いい試合を見られた 

昼にテレビをつけたら、全日本高校野球選手権の準決勝の試合である沖縄の興南高校と兵庫の報徳学園高校の対戦が行われていた。


私は野球をほとんど見ないし知識もないのだが、たまたま昨日、興南が準々決勝で点を取り返すところを見て島袋投手は覇気があるなあ、と思っていたことと、野球やその選手とはまったく関係ないとある理由により、そのまま見続けることにした。


あれよあれよという間に報徳学園が5点を入れ、興南は0対5というとても厳しい状況に置かれた。内心は葛藤があったと想像するけれど、島袋投手の顔がなんくるないさー、とでもいうような笑顔に見えたので、これはすごい人だなあ、と目が釘付けになった。でも試合が進むにつれ、彼もすごいけれど周りのほかの選手たちも相当なもんだなあ、と思うようになった。

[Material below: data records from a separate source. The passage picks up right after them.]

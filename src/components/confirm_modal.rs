//! Confirm Modal Component
//!
//! Blocks a destructive action (delete, reset) until the user confirms.

use leptos::html;
use leptos::prelude::*;

/// Escape / backdrop dismissal is allowed unless a request is running or
/// the host locked the modal (preview mode)
pub(crate) fn can_dismiss(processing: bool, locked: bool) -> bool {
    !processing && !locked
}

/// Modal confirmation dialog
///
/// # Arguments
/// * `open` - Whether the dialog is shown
/// * `processing` - True while the confirmed action's request is in flight;
///   both buttons are disabled and a spinner replaces the confirm label
/// * `on_confirm` / `on_cancel` - Button callbacks
#[component]
pub fn ConfirmModal(
    #[prop(into)] open: Signal<bool>,
    #[prop(into)] title: Signal<String>,
    #[prop(into)] message: Signal<String>,
    #[prop(into, default = "Confirm".to_string())] confirm_label: String,
    #[prop(into)] processing: Signal<bool>,
    #[prop(into)] on_confirm: Callback<()>,
    #[prop(into)] on_cancel: Callback<()>,
) -> impl IntoView {
    let dialog_ref = NodeRef::<html::Div>::new();

    // focus the dialog so Escape reaches it
    Effect::new(move |_| {
        if open.get() {
            if let Some(el) = dialog_ref.get() {
                let _ = el.focus();
            }
        }
    });

    let dismiss = move || {
        if can_dismiss(processing.get_untracked(), false) {
            on_cancel.run(());
        }
    };

    view! {
        <Show when=move || open.get()>
            <div class="modal-backdrop" on:click=move |_| dismiss()>
                <div
                    class="modal"
                    role="dialog"
                    aria-modal="true"
                    tabindex="-1"
                    node_ref=dialog_ref
                    on:click=move |ev| ev.stop_propagation()
                    on:keydown=move |ev| {
                        if ev.key() == "Escape" {
                            dismiss();
                        }
                    }
                >
                    <h3 class="modal-title">{move || title.get()}</h3>
                    <p class="modal-message">{move || message.get()}</p>
                    <div class="modal-actions">
                        <button
                            class="btn secondary"
                            disabled=move || processing.get()
                            on:click=move |_| on_cancel.run(())
                        >
                            "Cancel"
                        </button>
                        <button
                            class="btn danger"
                            disabled=move || processing.get()
                            on:click=move |_| on_confirm.run(())
                        >
                            {
                                let confirm_label = confirm_label.clone();
                                move || if processing.get() {
                                    view! { <span class="spinner"></span>" Working..." }.into_any()
                                } else {
                                    confirm_label.clone().into_any()
                                }
                            }
                        </button>
                    </div>
                </div>
            </div>
        </Show>
    }
}

#[cfg(test)]
mod tests {
    use super::*;

    #[test]
    fn test_dismiss_rules() {
        assert!(can_dismiss(false, false));
        assert!(!can_dismiss(true, false));
        assert!(!can_dismiss(false, true));
        assert!(!can_dismiss(true, true));
    }
}
//! Product Catalog
//!
//! Static product listings for category and product pages, plus the
//! filter/sort query the category page binds its controls to.

use reactive_stores::Store;

#[derive(Debug, Clone, Copy, PartialEq)]
pub struct Category {
    pub slug: &'static str,
    pub name: &'static str,
    pub blurb: &'static str,
}

#[derive(Debug, Clone, Copy, PartialEq)]
pub struct Product {
    pub id: &'static str,
    pub name: &'static str,
    pub category: &'static str,
    pub price_cents: u32,
    pub scale: &'static str,
    pub rating: f32,
    pub stock: u32,
    pub image: &'static str,
    pub description: &'static str,
    pub features: &'static [&'static str],
    pub is_new: bool,
    /// Lower is shown first under "featured"
    pub featured_rank: u32,
}

impl Product {
    pub fn price_label(&self) -> String {
        format_price(self.price_cents)
    }

    pub fn in_stock(&self) -> bool {
        self.stock > 0
    }
}

pub fn format_price(cents: u32) -> String {
    format!("${}.{:02}", cents / 100, cents % 100)
}

pub static CATEGORIES: &[Category] = &[
    Category { slug: "rc-cars", name: "RC Cars", blurb: "On-road racers and drift machines" },
    Category { slug: "monster-trucks", name: "Monster Trucks", blurb: "Big tyres, bigger jumps" },
    Category { slug: "crawlers", name: "Rock Crawlers", blurb: "Slow, precise, unstoppable" },
    Category { slug: "die-cast", name: "Die-cast Collectibles", blurb: "Shelf-grade scale replicas" },
    Category { slug: "drones", name: "Drones", blurb: "FPV and camera quads" },
];

pub static PRODUCTS: &[Product] = &[
    Product {
        id: "p-101",
        name: "Velocity GT Drift Car",
        category: "rc-cars",
        price_cents: 18_999,
        scale: "1:10",
        rating: 4.7,
        stock: 12,
        image: "/img/products/velocity-gt.jpg",
        description: "Brushless drift chassis with gyro-assisted steering and LED underglow.",
        features: &["Brushless 3300KV motor", "2.4GHz radio", "Active gyro"],
        is_new: true,
        featured_rank: 1,
    },
    Product {
        id: "p-102",
        name: "Apex Touring Racer",
        category: "rc-cars",
        price_cents: 12_950,
        scale: "1:10",
        rating: 4.4,
        stock: 5,
        image: "/img/products/apex-touring.jpg",
        description: "Shaft-driven 4WD touring car tuned for asphalt and carpet tracks.",
        features: &["4WD shaft drive", "Oil-filled shocks"],
        is_new: false,
        featured_rank: 6,
    },
    Product {
        id: "p-103",
        name: "Street Kart Mini",
        category: "rc-cars",
        price_cents: 4_999,
        scale: "1:24",
        rating: 4.1,
        stock: 0,
        image: "/img/products/street-kart.jpg",
        description: "Desk-sized kart with proportional throttle, perfect for indoor laps.",
        features: &["USB charging", "Proportional throttle"],
        is_new: false,
        featured_rank: 11,
    },
    Product {
        id: "p-201",
        name: "Titan X Monster Truck",
        category: "monster-trucks",
        price_cents: 34_900,
        scale: "1:8",
        rating: 4.9,
        stock: 3,
        image: "/img/products/titan-x.jpg",
        description: "6S-capable basher with a reinforced chassis and metal gear diffs.",
        features: &["6S LiPo ready", "Metal diffs", "Waterproof electronics"],
        is_new: true,
        featured_rank: 2,
    },
    Product {
        id: "p-202",
        name: "Mud Stomper",
        category: "monster-trucks",
        price_cents: 15_900,
        scale: "1:10",
        rating: 4.3,
        stock: 9,
        image: "/img/products/mud-stomper.jpg",
        description: "Splash-proof monster truck built for puddles, grass and dirt.",
        features: &["Splash-proof", "Long-travel suspension"],
        is_new: false,
        featured_rank: 7,
    },
    Product {
        id: "p-301",
        name: "Granite Trail Crawler",
        category: "crawlers",
        price_cents: 22_500,
        scale: "1:10",
        rating: 4.8,
        stock: 7,
        image: "/img/products/granite-trail.jpg",
        description: "Portal-axle crawler with locking diffs and a two-speed transmission.",
        features: &["Portal axles", "2-speed transmission", "Steel chassis"],
        is_new: false,
        featured_rank: 3,
    },
    Product {
        id: "p-302",
        name: "Pebble Micro Crawler",
        category: "crawlers",
        price_cents: 8_900,
        scale: "1:24",
        rating: 4.5,
        stock: 20,
        image: "/img/products/pebble-micro.jpg",
        description: "Palm-sized crawler for living-room trails and desk courses.",
        features: &["Micro servo", "Soft compound tyres"],
        is_new: true,
        featured_rank: 8,
    },
    Product {
        id: "p-401",
        name: "1967 Fastback Replica",
        category: "die-cast",
        price_cents: 6_450,
        scale: "1:18",
        rating: 4.6,
        stock: 14,
        image: "/img/products/fastback-67.jpg",
        description: "Opening doors, hood and trunk with a detailed engine bay.",
        features: &["Opening panels", "Rubber tyres", "Display base"],
        is_new: false,
        featured_rank: 4,
    },
    Product {
        id: "p-402",
        name: "Rally Legend Set",
        category: "die-cast",
        price_cents: 9_900,
        scale: "1:43",
        rating: 4.2,
        stock: 2,
        image: "/img/products/rally-legends.jpg",
        description: "Three-car set of classic rally liveries in a numbered display case.",
        features: &["Numbered edition", "Acrylic case"],
        is_new: true,
        featured_rank: 9,
    },
    Product {
        id: "p-501",
        name: "Hornet FPV Racer",
        category: "drones",
        price_cents: 27_900,
        scale: "5-inch",
        rating: 4.6,
        stock: 6,
        image: "/img/products/hornet-fpv.jpg",
        description: "Carbon-frame FPV quad with digital video link and GPS rescue.",
        features: &["Digital FPV", "GPS rescue", "Carbon frame"],
        is_new: false,
        featured_rank: 5,
    },
    Product {
        id: "p-502",
        name: "Skylark Camera Drone",
        category: "drones",
        price_cents: 19_500,
        scale: "Foldable",
        rating: 4.0,
        stock: 11,
        image: "/img/products/skylark.jpg",
        description: "Foldable camera drone with 3-axis gimbal and follow-me mode.",
        features: &["3-axis gimbal", "Follow-me", "30 min flight"],
        is_new: false,
        featured_rank: 10,
    },
];

pub fn category(slug: &str) -> Option<&'static Category> {
    CATEGORIES.iter().find(|c| c.slug == slug)
}

pub fn product(id: &str) -> Option<&'static Product> {
    PRODUCTS.iter().find(|p| p.id == id)
}

/// Same-category products, excluding `product` itself
pub fn related(product: &Product, limit: usize) -> Vec<&'static Product> {
    PRODUCTS
        .iter()
        .filter(|p| p.category == product.category && p.id != product.id)
        .take(limit)
        .collect()
}

#[derive(Debug, Clone, Copy, PartialEq, Eq, Default)]
pub enum SortKey {
    #[default]
    Featured,
    PriceAsc,
    PriceDesc,
    Rating,
    Newest,
}

impl SortKey {
    pub const ALL: [SortKey; 5] =
        [SortKey::Featured, SortKey::PriceAsc, SortKey::PriceDesc, SortKey::Rating, SortKey::Newest];

    pub fn slug(&self) -> &'static str {
        match self {
            SortKey::Featured => "featured",
            SortKey::PriceAsc => "price-asc",
            SortKey::PriceDesc => "price-desc",
            SortKey::Rating => "rating",
            SortKey::Newest => "newest",
        }
    }

    pub fn label(&self) -> &'static str {
        match self {
            SortKey::Featured => "Featured",
            SortKey::PriceAsc => "Price: low to high",
            SortKey::PriceDesc => "Price: high to low",
            SortKey::Rating => "Top rated",
            SortKey::Newest => "New arrivals",
        }
    }

    pub fn from_slug(slug: &str) -> Self {
        Self::ALL.into_iter().find(|k| k.slug() == slug).unwrap_or_default()
    }
}

/// Category page filter state
#[derive(Debug, Clone, PartialEq, Default, Store)]
pub struct CatalogQuery {
    pub category: Option<String>,
    pub search: String,
    pub min_price_cents: Option<u32>,
    pub max_price_cents: Option<u32>,
    pub in_stock_only: bool,
    pub sort: SortKey,
}

impl CatalogQuery {
    pub fn for_category(slug: Option<String>) -> Self {
        Self { category: slug, ..Default::default() }
    }

    fn matches(&self, p: &Product) -> bool {
        if let Some(cat) = &self.category {
            if p.category != cat {
                return false;
            }
        }
        let needle = self.search.trim().to_lowercase();
        if !needle.is_empty()
            && !p.name.to_lowercase().contains(&needle)
            && !p.description.to_lowercase().contains(&needle)
        {
            return false;
        }
        if self.min_price_cents.is_some_and(|min| p.price_cents < min) {
            return false;
        }
        if self.max_price_cents.is_some_and(|max| p.price_cents > max) {
            return false;
        }
        !(self.in_stock_only && !p.in_stock())
    }

    pub fn apply<'a>(&self, products: &'a [Product]) -> Vec<&'a Product> {
        let mut hits: Vec<&Product> = products.iter().filter(|p| self.matches(p)).collect();
        match self.sort {
            SortKey::Featured => hits.sort_by_key(|p| p.featured_rank),
            SortKey::PriceAsc => hits.sort_by_key(|p| p.price_cents),
            SortKey::PriceDesc => hits.sort_by_key(|p| std::cmp::Reverse(p.price_cents)),
            SortKey::Rating => hits.sort_by(|a, b| b.rating.total_cmp(&a.rating)),
            SortKey::Newest => hits.sort_by_key(|p| (!p.is_new, p.featured_rank)),
        }
        hits
    }
}

/// Parse a dollar amount typed into a price filter box
pub fn parse_price(input: &str) -> Option<u32> {
    let value: f64 = input.trim().trim_start_matches('$').parse().ok()?;
    (value.is_finite() && value >= 0.0).then(|| (value * 100.0).round() as u32)
}

#[cfg(test)]
mod tests {
    use super::*;

    fn ids(hits: &[&Product]) -> Vec<&'static str> {
        hits.iter().map(|p| p.id).collect()
    }

    #[test]
    fn test_every_product_has_a_known_category() {
        for p in PRODUCTS {
            assert!(category(p.category).is_some(), "{} has unknown category", p.id);
        }
    }

    #[test]
    fn test_category_filter_with_featured_sort() {
        let q = CatalogQuery::for_category(Some("rc-cars".into()));
        assert_eq!(ids(&q.apply(PRODUCTS)), vec!["p-101", "p-102", "p-103"]);
    }

    #[test]
    fn test_search_is_case_insensitive_over_name_and_description() {
        let q = CatalogQuery { search: "GIMBAL".into(), ..Default::default() };
        assert_eq!(ids(&q.apply(PRODUCTS)), vec!["p-502"]);

        let q = CatalogQuery { search: "crawler".into(), sort: SortKey::PriceAsc, ..Default::default() };
        assert_eq!(ids(&q.apply(PRODUCTS)), vec!["p-302", "p-301"]);
    }

    #[test]
    fn test_price_range_and_stock() {
        let q = CatalogQuery {
            min_price_cents: Some(5_000),
            max_price_cents: Some(10_000),
            sort: SortKey::PriceDesc,
            ..Default::default()
        };
        assert_eq!(ids(&q.apply(PRODUCTS)), vec!["p-402", "p-302", "p-401"]);

        let q = CatalogQuery { category: Some("rc-cars".into()), in_stock_only: true, ..Default::default() };
        assert!(!ids(&q.apply(PRODUCTS)).contains(&"p-103"));
    }

    #[test]
    fn test_rating_and_newest_sorts() {
        let q = CatalogQuery { category: Some("monster-trucks".into()), sort: SortKey::Rating, ..Default::default() };
        assert_eq!(ids(&q.apply(PRODUCTS)), vec!["p-201", "p-202"]);

        let q = CatalogQuery { category: Some("die-cast".into()), sort: SortKey::Newest, ..Default::default() };
        assert_eq!(ids(&q.apply(PRODUCTS)), vec!["p-402", "p-401"]);
    }

    #[test]
    fn test_related_excludes_self() {
        let p = product("p-101").unwrap();
        assert_eq!(ids(&related(p, 4)), vec!["p-102", "p-103"]);
    }

    #[test]
    fn test_price_helpers() {
        assert_eq!(format_price(18_999), "$189.99");
        assert_eq!(format_price(5), "$0.05");
        assert_eq!(parse_price("$49.50"), Some(4_950));
        assert_eq!(parse_price(" 12 "), Some(1_200));
        assert_eq!(parse_price("-3"), None);
        assert_eq!(parse_price("cheap"), None);
        assert_eq!(SortKey::from_slug("rating"), SortKey::Rating);
        assert_eq!(SortKey::from_slug("bogus"), SortKey::Featured);
    }
}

相手に点を取られても、チッ、と矢のような視線を投手に向けたり罵声や顰めた眉や尖らせた口で責めたりすることなく、じっくり待ちながら彼をたいへん温かく見守っているという感じが、少なくとも画面に映っているところからは伝わってきたのだ。それは、観客席で応援する人々もほぼ同じ(若干、はらはら感が強く感じられたけれど)。
捕手の人が投手の表情を見て、彼の気持ちをほぐすかのようにマウンドで人を集めてごく短いミーティングをやったりしていたのも印象深い。
また、非常にプレッシャーのかかる状況でも、いいところに打ったり盗塁を積極的に試みたりと、選手皆で明るく試合を盛り立てていっていた。


それらって、かなり度量が要ることだと思うのだ。
夫が持っている、ひぐちアサの誉れ高き野球マンガおおきく振りかぶって』を、1巻から読んでみようかしらんという気にまでなった。


さーっと波が引くようにピリピリした緊張からどつぼに嵌る、という悪循環もなく、興南は五回に3点、六回に1点と次々に点を入れ、ついに七回で6対5と逆転した。報徳学園の人々を見ていると、追うより追われる方が実は気持的には苦しいかも、とも思った。
そして興南が勝ち、決勝進出となった。
報徳学園の選手の人たちも、チームメイトの失敗にはちょっと厳しそうだけれど、金網に飛びついて球を捕ろうとするなどガッツが感じられた(ガッツってもう死語?)。


いい試合を見られて良かった。「とある理由」の「原因」にも心から感謝申し上げます。